L’inquieto pisano è uscito da una zona conosciuta e collaudata e si è avventurato in un progetto dall’immaginario purpureo. D’altronde non è l’unico Zen a desiderare di sperimentare nuovi percorsi: è infatti uscito a gennaio 2013 Morte a credito, primo album del progetto La Notte dei Lunghi Coltelli di Karim Qqru, dove storia e passato sono veicolati dall’electro-hardcore. Appino parte invece dal versante melodico per poi distaccarsene, e poi riprenderlo. Si  concentra su temi a lui (e non solo a lui) vicinissimi: la socialità in generale (la famiglia in cui sei nato e la famiglia che ti farai), il proprio ego, la schizofrenia e la coralità del dover dividere ciò che di un proprio parente è rimasto (ndr), per un totale di 14 tracce dallo stile compositivo variegato sia per testi che per arrangiamenti.

Alcune delle liriche si annoverano tra le più suggestive che Appino abbia mai scritto, impreziosite da una parte strumentale forte della collaborazione di Giulio Favero (anche co-produttore, in molti pezzi sembra più Giulio degli One Dimensional Man piuttosto che Giulio del Teatro degli Orrori), del martellante Franz Valente, di Rodrigo d’Erasmo ai violini, Marina Rei, e molti altri.

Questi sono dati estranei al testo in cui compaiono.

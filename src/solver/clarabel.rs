//! Clarabel interior-point backend.
//!
//! Converts the box-constrained tuple `l <= A x <= u` into Clarabel's conic
//! form `A x + s = b, s in K`: rows with `l = u` land in the zero cone,
//! finite inequality bounds are split into nonnegative-cone rows.

use std::time::Instant;

use clarabel::algebra::CscMatrix as ClarabelCsc;
use clarabel::solver::{DefaultSettings, DefaultSolver, IPSolver, SolverStatus, SupportedConeT};

use super::{SolveReport, SolveStatus, SolverAdapter};
use crate::formulate::QpTuple;

/// Rows whose bounds are this close are treated as equalities.
const EQ_TOL: f64 = 1e-12;

/// Clarabel solver settings.
#[derive(Debug, Clone)]
pub struct ClarabelSettings {
    /// Print solver output.
    pub verbose: bool,
    /// Maximum iterations.
    pub max_iter: u32,
    /// Time limit in seconds.
    pub time_limit: f64,
    /// Absolute duality-gap tolerance.
    pub tol_gap_abs: f64,
    /// Relative duality-gap tolerance.
    pub tol_gap_rel: f64,
}

impl Default for ClarabelSettings {
    fn default() -> Self {
        ClarabelSettings {
            verbose: false,
            max_iter: 200,
            time_limit: f64::INFINITY,
            tol_gap_abs: 1e-8,
            tol_gap_rel: 1e-8,
        }
    }
}

impl From<SolverStatus> for SolveStatus {
    fn from(status: SolverStatus) -> Self {
        match status {
            SolverStatus::Solved => SolveStatus::Optimal,
            SolverStatus::PrimalInfeasible => SolveStatus::Infeasible,
            SolverStatus::DualInfeasible => SolveStatus::Unbounded,
            SolverStatus::MaxIterations => SolveStatus::MaxIterations,
            SolverStatus::MaxTime => SolveStatus::MaxIterations,
            SolverStatus::NumericalError => SolveStatus::NumericalError,
            _ => SolveStatus::Unknown,
        }
    }
}

/// Interior-point adapter over the `clarabel` crate.
pub struct ClarabelSolver {
    settings: ClarabelSettings,
}

impl ClarabelSolver {
    /// Create an adapter with the given settings.
    pub fn new(settings: ClarabelSettings) -> Self {
        ClarabelSolver { settings }
    }
}

impl SolverAdapter for ClarabelSolver {
    fn name(&self) -> &'static str {
        "clarabel"
    }

    fn solve(&self, tuple: &QpTuple) -> SolveReport {
        let start = Instant::now();

        let p = upper_triangle_csc(tuple);
        let (a, b, cones) = to_conic_form(tuple);

        let mut settings = DefaultSettings::default();
        settings.verbose = self.settings.verbose;
        settings.max_iter = self.settings.max_iter;
        settings.time_limit = self.settings.time_limit;
        settings.tol_gap_abs = self.settings.tol_gap_abs;
        settings.tol_gap_rel = self.settings.tol_gap_rel;

        let mut solver = DefaultSolver::new(&p, &tuple.q, &a, &b, &cones, settings);
        solver.solve();

        let status: SolveStatus = solver.solution.status.into();
        let solve_time = start.elapsed().as_secs_f64();
        let iterations = solver.info.iterations as usize;

        if status == SolveStatus::Optimal {
            let x = solver.solution.x.clone();
            SolveReport {
                status,
                objective: Some(tuple.objective(&x)),
                x: Some(x),
                solve_time,
                iterations,
            }
        } else {
            SolveReport::failure(status, solve_time, iterations)
        }
    }
}

/// Upper triangle of `P` in Clarabel CSC format.
fn upper_triangle_csc(tuple: &QpTuple) -> ClarabelCsc<f64> {
    let n = tuple.num_vars();
    let mut triplets: Vec<(usize, usize, f64)> = tuple
        .p
        .triplet_iter()
        .filter(|(r, c, _)| r <= c)
        .map(|(r, c, v)| (r, c, *v))
        .collect();
    triplets.sort_by_key(|&(r, c, _)| (c, r));
    triplets_to_clarabel(n, n, &triplets)
}

/// Split the box rows of the tuple into Clarabel cones.
fn to_conic_form(tuple: &QpTuple) -> (ClarabelCsc<f64>, Vec<f64>, Vec<SupportedConeT<f64>>) {
    let m = tuple.num_constraints();
    let n = tuple.num_vars();

    // Row-wise view of A.
    let mut rows: Vec<Vec<(usize, f64)>> = vec![Vec::new(); m];
    for (r, c, v) in tuple.a.triplet_iter() {
        rows[r].push((c, *v));
    }

    let mut triplets: Vec<(usize, usize, f64)> = Vec::new();
    let mut b = Vec::new();
    let mut out_row = 0;

    // Zero cone first: rows with l = u.
    let mut num_eq = 0;
    for i in 0..m {
        if (tuple.u[i] - tuple.l[i]).abs() <= EQ_TOL {
            for &(c, v) in &rows[i] {
                triplets.push((out_row, c, v));
            }
            b.push(tuple.u[i]);
            out_row += 1;
            num_eq += 1;
        }
    }

    // Nonnegative cone: each finite inequality bound becomes one row.
    let mut num_ineq = 0;
    for i in 0..m {
        if (tuple.u[i] - tuple.l[i]).abs() <= EQ_TOL {
            continue;
        }
        if tuple.u[i].is_finite() {
            for &(c, v) in &rows[i] {
                triplets.push((out_row, c, v));
            }
            b.push(tuple.u[i]);
            out_row += 1;
            num_ineq += 1;
        }
        if tuple.l[i].is_finite() {
            for &(c, v) in &rows[i] {
                triplets.push((out_row, c, -v));
            }
            b.push(-tuple.l[i]);
            out_row += 1;
            num_ineq += 1;
        }
    }

    let mut cones = Vec::new();
    if num_eq > 0 {
        cones.push(SupportedConeT::ZeroConeT(num_eq));
    }
    if num_ineq > 0 {
        cones.push(SupportedConeT::NonnegativeConeT(num_ineq));
    }

    triplets.sort_by_key(|&(r, c, _)| (c, r));
    (triplets_to_clarabel(out_row, n, &triplets), b, cones)
}

/// Assemble a Clarabel CSC matrix from column-sorted triplets.
fn triplets_to_clarabel(nrows: usize, ncols: usize, triplets: &[(usize, usize, f64)]) -> ClarabelCsc<f64> {
    let mut colptr = vec![0usize; ncols + 1];
    let mut rowval = Vec::with_capacity(triplets.len());
    let mut nzval = Vec::with_capacity(triplets.len());

    for &(r, c, v) in triplets {
        colptr[c + 1] += 1;
        rowval.push(r);
        nzval.push(v);
    }
    for j in 0..ncols {
        colptr[j + 1] += colptr[j];
    }

    ClarabelCsc::new(nrows, ncols, colptr, rowval, nzval)
}

#[cfg(test)]
mod tests {
    use super::*;
    use crate::sparse::{csc_diag, csc_identity, csc_vstack};

    #[test]
    fn test_default_settings() {
        let settings = ClarabelSettings::default();
        assert!(!settings.verbose);
        assert_eq!(settings.max_iter, 200);
    }

    #[test]
    fn test_conic_conversion_splits_rows() {
        // One equality row and two box rows.
        let tuple = QpTuple {
            p: csc_identity(2),
            q: vec![0.0, 0.0],
            a: csc_vstack(
                &crate::sparse::csc_from_triplets(1, 2, vec![0, 0], vec![0, 1], vec![1.0, 1.0]),
                &csc_identity(2),
            ),
            l: vec![1.0, 0.0, 0.0],
            u: vec![1.0, 1.0, 1.0],
        };
        let (a, b, cones) = to_conic_form(&tuple);
        assert_eq!(a.m, 5);
        assert_eq!(b.len(), 5);
        assert_eq!(cones.len(), 2);
    }

    #[test]
    fn test_solve_box_qp() {
        // minimize (1/2)(2 x0^2 + 2 x1^2) - 2 x0 - x1  s.t. 0 <= x <= 1
        // unconstrained optimum (1, 0.5) is interior, value -1.25
        let tuple = QpTuple {
            p: csc_diag(&[2.0, 2.0]),
            q: vec![-2.0, -1.0],
            a: csc_identity(2),
            l: vec![0.0, 0.0],
            u: vec![1.0, 1.0],
        };
        let solver = ClarabelSolver::new(ClarabelSettings::default());
        let report = solver.solve(&tuple);
        assert_eq!(report.status, SolveStatus::Optimal);
        let x = report.x.unwrap();
        // x[0] sits on an active bound; accuracy there is set by the
        // feasibility tolerances, not the duality gap.
        assert!((x[0] - 1.0).abs() < 1e-4, "x[0] = {}", x[0]);
        assert!((x[1] - 0.5).abs() < 1e-4, "x[1] = {}", x[1]);
        assert!((report.objective.unwrap() + 1.25).abs() < 1e-6);
    }

    #[test]
    fn test_solve_equality_qp() {
        // minimize (1/2)(x0^2 + x1^2)  s.t. x0 + x1 = 1; optimum (0.5, 0.5)
        let tuple = QpTuple {
            p: csc_identity(2),
            q: vec![0.0, 0.0],
            a: crate::sparse::csc_from_triplets(1, 2, vec![0, 0], vec![0, 1], vec![1.0, 1.0]),
            l: vec![1.0],
            u: vec![1.0],
        };
        let solver = ClarabelSolver::new(ClarabelSettings::default());
        let report = solver.solve(&tuple);
        assert_eq!(report.status, SolveStatus::Optimal);
        assert!((report.objective.unwrap() - 0.25).abs() < 1e-6);
    }
}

Indubbia gemma poetica del disco è la title track Il testamento (dedicata a Monicelli), dalle sonorità, delicatezza e capacità espressive sorprendenti. L’arteria hard rock del disco vanta basso pulsante e suoni taglienti, carichi di elettricità, chitarre graffianti e intensità tali che a tratti potrebbero ricordare certi CSI: da non perdere la ninna nanna al contrario Che il lupo cattivo vegli su di te, Specchio dell’anima, il rock duro e spigoloso di Solo gli stronzi muoiono e Schizofrenia, esperimento espressivo devastante, scatenato hardcore che si apre con arpeggi e sonorità alla Morricone, per poi evolvere in qualcosa di più complesso. Dalle atmosfere più pop sono Fuoco!e Passaporto, che esplode in una tensione elettrica finale unita a morbidi violini. E poi le ballate nello stile Appino e Zen Circus propriamente dette, come La festa della liberazione, ballata acustica con sfumature folk dedicata alla libertà, Fiume padre, rock che ammicca ai pezzi migliori degli Zen Circus e Tre ponti, dall’affascinante eco anni 60. Pecca del disco è risultare forse troppo denso e con una sperimentazione non sempre gradevole all’ascolto. Ma in fondo si tratta di un approccio coerente con l’impronta di quell’Appino vestito di irrequietezza, munito di penna cinica e amara, e dallo stile inconfondibile nel raccontare storie. Atteggiamento che cela un grande amore per la vita. Altro che testamento.